Unfortunately, Mr Gove emasculated the same theme in his curriculum review and has turned a blind eye to the delivery of citizenship, the natural home for 'inculcating British values in the curriculum', as Mr Cameron puts it.
Academies and Free Schools (roughly half our secondary schools) can choose not to teach the subject at all, and routine Ofsted school inspections do not review it. As a consequence, its omission goes overlooked in state schools.
It was noticeable, therefore, that Ofsted came down heavily in judging that one recently-demoted Birmingham Academy (Park View) had 'not taught citizenship well enough'.

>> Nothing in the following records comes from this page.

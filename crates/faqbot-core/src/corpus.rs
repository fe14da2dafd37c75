//! The question/answer corpus.
//!
//! A [`Corpus`] is built once at startup and never mutated. Questions and
//! answers are kept as two parallel sequences, alongside the normalized
//! question text and token sets every scorer compares against.
//!
//! Duplicate questions are allowed. Lookups that return "the first match"
//! resolve duplicates by corpus order.

use std::collections::HashSet;

use crate::normalize::{normalize, tokenize};

/// One question/answer pair as read from the source file.
#[derive(Debug, Clone, PartialEq, Eq)]
pub struct QaRecord {
    pub question: String,
    pub answer: String,
}

impl QaRecord {
    pub fn new(question: impl Into<String>, answer: impl Into<String>) -> Self {
        Self {
            question: question.into(),
            answer: answer.into(),
        }
    }
}

/// Immutable, loaded-once list of question/answer pairs.
#[derive(Debug, Clone, Default)]
pub struct Corpus {
    questions: Vec<String>,
    answers: Vec<String>,
    normalized: Vec<String>,
    tokens: Vec<HashSet<String>>,
}

impl Corpus {
    pub fn new(records: impl IntoIterator<Item = QaRecord>) -> Self {
        let mut corpus = Corpus::default();
        for record in records {
            corpus.normalized.push(normalize(&record.question));
            corpus.tokens.push(tokenize(&record.question));
            corpus.questions.push(record.question);
            corpus.answers.push(record.answer);
        }
        corpus
    }

    /// Build a corpus from `(question, answer)` tuples.
    pub fn from_pairs<Q, A>(pairs: impl IntoIterator<Item = (Q, A)>) -> Self
    where
        Q: Into<String>,
        A: Into<String>,
    {
        Self::new(pairs.into_iter().map(|(q, a)| QaRecord::new(q, a)))
    }

    pub fn len(&self) -> usize {
        self.questions.len()
    }

    pub fn is_empty(&self) -> bool {
        self.questions.is_empty()
    }

    pub fn questions(&self) -> &[String] {
        &self.questions
    }

    pub fn answers(&self) -> &[String] {
        &self.answers
    }

    pub fn question(&self, index: usize) -> Option<&str> {
        self.questions.get(index).map(String::as_str)
    }

    pub fn answer(&self, index: usize) -> Option<&str> {
        self.answers.get(index).map(String::as_str)
    }

    /// Normalized question text, parallel to [`questions`](Corpus::questions).
    pub fn normalized_questions(&self) -> &[String] {
        &self.normalized
    }

    /// Token sets of the normalized questions, parallel to [`questions`](Corpus::questions).
    pub fn question_tokens(&self) -> &[HashSet<String>] {
        &self.tokens
    }

    /// Iterate `(question, answer)` pairs in corpus order.
    pub fn iter(&self) -> impl Iterator<Item = (&str, &str)> {
        self.questions
            .iter()
            .zip(self.answers.iter())
            .map(|(q, a)| (q.as_str(), a.as_str()))
    }
}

This snap judgement will surprise teachers who have got used to Gove's blind eye. The spotlight was thrown onto citizenship because alarm bells rang in Whitehall; the failure to deliver the subject was then picked up when the school was re-inspected under the 'Trojan Horse' investigation.
This illustrates the problem: inspection of a school's delivery will only occur when it is already too late.
This should be reviewed immediately. Our schools need clarity that citizenship on the National Curriculum must be delivered effectively and will be inspected routinely (sometimes with no notice) as part of a broad and balanced curriculum.
This will go some way to assure citizens that democratic values will be comprehended by the British population.
This letter was sent to the national media from Andy Thornton, Citizenship Foundation CEO, and Andrew Phillips (Lord Phillips of Sudbury), Citizenship Foundation founder and President.